There are four types of hiatus hernia:
- Type 1: Sliding
- Type 2: Rolling
- Type 3: Combination of sliding and rolling
- Type 4: Large opening with additional abdominal organs entering the thorax
Sliding hiatus hernia is where the stomach slides up through the diaphragm, with the gastro-oesophageal junction passing up into the thorax.
Rolling hiatus hernia is where a separate portion of the stomach (i.e. the fundus), folds around and enters through the diaphragm opening alongside the oesophagus
Type 4 refers to a large hernia that allows other intra-abdominal organs to pass through the diaphragm opening (e.g. bowel, pancreas or omentum).
Key risk factors are increasing age, obesity and pregnancy.

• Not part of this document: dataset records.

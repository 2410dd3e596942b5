//! Turns a byte stream into whole messages using a 4-byte big-endian length
//! prefix (§4.1).

// SPDX-License-Identifier: AGPL-3.0-or-later
// Copyright (C) 2012-2025 Andrei Maltsev

use bytes::{Bytes, BytesMut};
use thiserror::Error;

/// A declared frame length exceeded the configured cap. The connection is
/// unrecoverable once this fires (§4.1): the caller must close the transport.
#[derive(Debug, Clone, Copy, PartialEq, Eq, Error)]
#[error("frame length {declared} exceeds the {max} byte cap")]
pub struct FrameTooLarge {
    pub declared: u32,
    pub max: u32,
}

#[derive(Debug, Clone, Copy, PartialEq, Eq)]
enum State {
    WaitHeader,
    ProcessingBody { total: u32 },
}

/// Reassembles length-prefixed frames out of an arbitrarily-chunked byte
/// stream.
///
/// Grounded on `raid_client.c`'s `RAID_STATE_WAIT_MESSAGE` /
/// `RAID_STATE_PROCESSING_MESSAGE` pair and on the iSCSI client's
/// `ClientConnection::read_loop`, which grows a single `BytesMut` and splits
/// complete frames off the front rather than juggling a separate header
/// accumulator and body buffer — the two-buffer shape in the original is an
/// implementation detail of manual C buffer management, not part of the
/// observable state machine.
pub struct Framer {
    max_frame_len: u32,
    state: State,
    acc: BytesMut,
}

impl Framer {
    pub fn new(max_frame_len: u32) -> Self {
        Self {
            max_frame_len,
            state: State::WaitHeader,
            acc: BytesMut::new(),
        }
    }

    /// Feeds a chunk just read from the transport; returns any frames
    /// completed by it, in arrival order.
    pub fn feed(&mut self, chunk: &[u8]) -> Result<Vec<Bytes>, FrameTooLarge> {
        self.acc.extend_from_slice(chunk);
        let mut frames = Vec::new();

        loop {
            match self.state {
                State::WaitHeader => {
                    if self.acc.len() < 4 {
                        break;
                    }
                    let header = self.acc.split_to(4);
                    let total = u32::from_be_bytes([header[0], header[1], header[2], header[3]]);
                    if total > self.max_frame_len {
                        return Err(FrameTooLarge {
                            declared: total,
                            max: self.max_frame_len,
                        });
                    }
                    self.state = State::ProcessingBody { total };
                },
                State::ProcessingBody { total } => {
                    if (self.acc.len() as u32) < total {
                        break;
                    }
                    frames.push(self.acc.split_to(total as usize).freeze());
                    self.state = State::WaitHeader;
                },
            }
        }

        Ok(frames)
    }

    /// True while a length prefix has been consumed but its body has not yet
    /// fully arrived.
    pub fn has_partial_frame(&self) -> bool {
        matches!(self.state, State::ProcessingBody { .. })
    }

    /// Discards an in-progress partial frame and returns to `WAIT_HEADER`.
    /// Called by the receive loop on an idle recv timeout with an empty
    /// registry (§4.1, Open Question 3).
    pub fn discard_partial(&mut self) {
        self.acc.clear();
        self.state = State::WaitHeader;
    }
}
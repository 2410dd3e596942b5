//! Ordered collection of pending requests keyed by etag, with creation time,
//! timeout, and response callback (§4.3).

// SPDX-License-Identifier: AGPL-3.0-or-later
// Copyright (C) 2012-2025 Andrei Maltsev

use std::{
    collections::VecDeque,
    time::{Duration, Instant},
};

use tokio::sync::Mutex;

use crate::{error::RaidError, reader::Reader};

/// Invoked exactly once per request, with either a reader positioned at the
/// response and [`RaidError::Success`], or no reader and a non-success
/// error. A plain boxed closure is the Rust substitute for the C API's
/// function-pointer-plus-`void*`-user-data pair (the closure's captures are
/// the user data).
pub type ResponseCallback = Box<dyn FnOnce(Option<Reader>, RaidError) + Send>;

pub struct PendingRequest {
    pub etag: String,
    pub created_at: Instant,
    pub timeout: Duration,
    pub callback: ResponseCallback,
}

impl PendingRequest {
    pub fn complete(self, reader: Option<Reader>, err: RaidError) {
        (self.callback)(reader, err);
    }

    fn is_expired(&self, now: Instant) -> bool {
        now.saturating_duration_since(self.created_at) > self.timeout
    }
}

/// The client's list of requests awaiting a response.
///
/// This is deliberately a simple linked list, not an indexed map ("N is
/// expected to be small ... simplicity dominates asymptotics"), which is
/// why this wraps a `VecDeque` under one mutex instead of a
/// `DashMap<u32, mpsc::Sender<RawPdu>>` concurrent-map routing table —
/// Raid's registry is deliberately simpler than a PDU dispatch table.
#[derive(Default)]
pub struct Registry {
    entries: Mutex<VecDeque<PendingRequest>>,
}

impl Registry {
    pub fn new() -> Self {
        Self::default()
    }

    /// Pushes a newly-sent request to the front of the list.
    pub async fn append(&self, etag: String, timeout: Duration, callback: ResponseCallback) {
        let mut guard = self.entries.lock().await;
        guard.push_front(PendingRequest {
            etag,
            created_at: Instant::now(),
            timeout,
            callback,
        });
    }

    /// Sends a request and registers it atomically under one lock
    /// acquisition (§5 "Send under lock", Open Question 4): `send` runs
    /// while the registry mutex is held, the same way
    /// `ClientConnection::write` serializes all writers through a single
    /// `Mutex<OwnedWriteHalf>`. On send failure the entry is never
    /// registered and `callback` is simply dropped unfired — the caller
    /// gets the error back directly instead of through a callback.
    pub async fn send_and_append<F, Fut>(
        &self,
        etag: String,
        timeout: Duration,
        callback: ResponseCallback,
        send: F,
    ) -> Result<(), RaidError>
    where
        F: FnOnce() -> Fut,
        Fut: std::future::Future<Output = Result<(), RaidError>>,
    {
        let mut guard = self.entries.lock().await;
        send().await?;
        guard.push_front(PendingRequest {
            etag,
            created_at: Instant::now(),
            timeout,
            callback,
        });
        Ok(())
    }

    /// Finds and removes the entry with an exactly matching etag
    /// (Open Question 1: full equality, not prefix compare) in one
    /// lock acquisition — the dispatcher always looks up and removes
    /// together, so there is no benefit to exposing the two as separate
    /// locked operations.
    pub async fn take(&self, etag: &str) -> Option<PendingRequest> {
        let mut guard = self.entries.lock().await;
        let pos = guard.iter().position(|r| r.etag == etag)?;
        guard.remove(pos)
    }

    /// Removes every entry whose deadline has passed, or every entry
    /// regardless of deadline when `err` is [`RaidError::NotConnected`]
    /// (§4.3). Returns the removed entries so the caller can invoke their
    /// callbacks outside the lock.
    pub async fn sweep_timeouts(&self, err: RaidError) -> Vec<PendingRequest> {
        let now = Instant::now();
        let force_all = err == RaidError::NotConnected;
        let mut guard = self.entries.lock().await;
        let mut expired = Vec::new();
        let mut i = 0;
        while i < guard.len() {
            if force_all || guard[i].is_expired(now) {
                // SAFETY-free: VecDeque::remove never panics for i < len.
                if let Some(entry) = guard.remove(i) {
                    expired.push(entry);
                }
            } else {
                i += 1;
            }
        }
        expired
    }

    /// Drains every pending entry, for use on disconnect.
    pub async fn clear_all(&self) -> Vec<PendingRequest> {
        let mut guard = self.entries.lock().await;
        guard.drain(..).collect()
    }

    pub async fn is_empty(&self) -> bool {
        self.entries.lock().await.is_empty()
    }

    pub async fn len(&self) -> usize {
        self.entries.lock().await.len()
    }
}
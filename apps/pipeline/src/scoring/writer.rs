//! Schema-Tolerant Writer — persistence layer that never trusts a build-time
//! field list.
//!
//! At run start the live field set of the jobs table is discovered by
//! sampling a few records and taking the union of their field keys. Every
//! payload is filtered against that set before writing (each dropped field
//! logged as `FIELD_DROP`), so a renamed or deleted column degrades a write
//! instead of failing the record. Two scoped fallbacks survive from known
//! failure modes: a rejected write is retried once without the status
//! bookkeeping fields, and an enum-option rejection of `NextAction` is
//! retried once with the neutral `Review` option.

use std::collections::HashSet;

use serde_json::{Map, Value};
use tracing::{info, warn};

use crate::store::{Record, RecordStore, StoreError};

const SAMPLE_SIZE: u32 = 3;

/// Bookkeeping fields stripped on the one-shot write retry.
const STRIP_ON_RETRY: [&str; 2] = ["ScoringStatus", "SkipReason"];

const NEXT_ACTION_FIELD: &str = "NextAction";
const NEXT_ACTION_FALLBACK: &str = "Review";

/// Result of one tolerant write.
#[derive(Debug, Clone, PartialEq, Eq)]
pub enum WriteOutcome {
    /// The write landed; `dropped` lists fields removed along the way
    /// (live-set filtering or the retry strip).
    Written { dropped: Vec<String> },
    /// Nothing survived filtering, so no request was made.
    SkippedEmpty,
    /// Dry-run mode: the payload was valid but not sent.
    DryRun,
}

impl WriteOutcome {
    pub fn dropped(&self) -> &[String] {
        match self {
            WriteOutcome::Written { dropped } => dropped,
            _ => &[],
        }
    }
}

/// Writer bound to one table for the duration of a run. The live field set
/// is discovered once and never refreshed mid-run.
pub struct SchemaWriter<'a> {
    store: &'a dyn RecordStore,
    table: String,
    live_fields: Option<HashSet<String>>,
    dry_run: bool,
}

impl<'a> SchemaWriter<'a> {
    /// Samples the table and builds the writer. An empty or unreadable
    /// sample disables filtering rather than blocking every write: blank
    /// columns are omitted from records, so an empty sample proves nothing
    /// about the schema.
    pub async fn discover(store: &'a dyn RecordStore, table: &str, dry_run: bool) -> Self {
        let live_fields = match store.list(table, SAMPLE_SIZE, None).await {
            Ok(records) if !records.is_empty() => {
                let union: HashSet<String> = records
                    .iter()
                    .flat_map(|r| r.fields.keys().cloned())
                    .collect();
                info!(
                    "FIELDS_OK table={} sampled={} live_fields={}",
                    table,
                    records.len(),
                    union.len()
                );
                Some(union)
            }
            Ok(_) => {
                warn!("FIELDS_UNKNOWN table={} reason=empty_sample", table);
                None
            }
            Err(e) => {
                warn!("FIELDS_UNKNOWN table={} reason={}", table, e);
                None
            }
        };

        Self {
            store,
            table: table.to_string(),
            live_fields,
            dry_run,
        }
    }

    #[cfg(test)]
    fn with_live_fields(
        store: &'a dyn RecordStore,
        table: &str,
        live_fields: Option<HashSet<String>>,
        dry_run: bool,
    ) -> Self {
        Self {
            store,
            table: table.to_string(),
            live_fields,
            dry_run,
        }
    }

    pub fn knows_field(&self, name: &str) -> bool {
        match &self.live_fields {
            Some(live) => live.contains(name),
            None => true,
        }
    }

    fn filter(&self, fields: Map<String, Value>) -> (Map<String, Value>, Vec<String>) {
        let Some(live) = &self.live_fields else {
            return (fields, Vec::new());
        };
        let mut kept = Map::new();
        let mut dropped = Vec::new();
        for (name, value) in fields {
            if live.contains(&name) {
                kept.insert(name, value);
            } else {
                warn!("FIELD_DROP table={} field={}", self.table, name);
                dropped.push(name);
            }
        }
        (kept, dropped)
    }

    /// Filters and writes one payload. On rejection, retries once without
    /// the status bookkeeping fields; a second rejection propagates.
    pub async fn update(
        &self,
        record_id: &str,
        fields: Map<String, Value>,
    ) -> Result<WriteOutcome, StoreError> {
        let (kept, mut dropped) = self.filter(fields);
        if kept.is_empty() {
            return Ok(WriteOutcome::SkippedEmpty);
        }
        if self.dry_run {
            info!(
                "DRY_RUN table={} record={} fields={}",
                self.table,
                record_id,
                kept.len()
            );
            return Ok(WriteOutcome::DryRun);
        }

        match self.store.update(&self.table, record_id, kept.clone()).await {
            Ok(_) => Ok(WriteOutcome::Written { dropped }),
            Err(first) => {
                let mut stripped = kept;
                let mut removed_any = false;
                for name in STRIP_ON_RETRY {
                    if stripped.remove(name).is_some() {
                        dropped.push(name.to_string());
                        removed_any = true;
                    }
                }
                if !removed_any || stripped.is_empty() {
                    return Err(first);
                }
                warn!(
                    "WRITE_RETRY table={} record={} stripped_status_fields err={}",
                    self.table, record_id, first
                );
                self.store.update(&self.table, record_id, stripped).await?;
                Ok(WriteOutcome::Written { dropped })
            }
        }
    }

    /// Writes the NextAction field. An enum-option rejection (the value is
    /// not in the column's option set) downgrades to `Review` once. Returns
    /// the value actually persisted, or None when the field was dropped.
    pub async fn write_next_action(
        &self,
        record_id: &str,
        action: &str,
    ) -> Result<Option<String>, StoreError> {
        if !self.knows_field(NEXT_ACTION_FIELD) {
            warn!("FIELD_DROP table={} field={}", self.table, NEXT_ACTION_FIELD);
            return Ok(None);
        }
        if self.dry_run {
            info!(
                "DRY_RUN table={} record={} NextAction={}",
                self.table, record_id, action
            );
            return Ok(Some(action.to_string()));
        }

        let mut payload = Map::new();
        payload.insert(NEXT_ACTION_FIELD.to_string(), Value::String(action.to_string()));
        match self.store.update(&self.table, record_id, payload).await {
            Ok(_) => Ok(Some(action.to_string())),
            Err(e) if e.is_invalid_option() && action != NEXT_ACTION_FALLBACK => {
                warn!(
                    "NEXT_ACTION_FALLBACK record={} rejected={} using={}",
                    record_id, action, NEXT_ACTION_FALLBACK
                );
                let mut fallback = Map::new();
                fallback.insert(
                    NEXT_ACTION_FIELD.to_string(),
                    Value::String(NEXT_ACTION_FALLBACK.to_string()),
                );
                self.store.update(&self.table, record_id, fallback).await?;
                Ok(Some(NEXT_ACTION_FALLBACK.to_string()))
            }
            Err(e) => Err(e),
        }
    }
}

Hiatus hernia present with dyspepsia (indigestion), with symptoms of:
- Acid reflux
- Reflux of food
- Halitosis (bad breath)
Hiatus hernias can be intermittent, meaning they may not be seen on investigations. Hiatus hernias may be seen on:
- Chest xrays
- CT scans
- Barium swallow testing
Treatment is either:
- Conservative (with medical treatment of gastro-oesophageal reflux)
- Surgical repair if there is a high risk of complications or symptoms are resistant to medical treatment
Surgery involves laparoscopic fundoplication. This involves tying the fundus of the stomach around the lower oesophagus to narrow the lower oesophageal sphincter.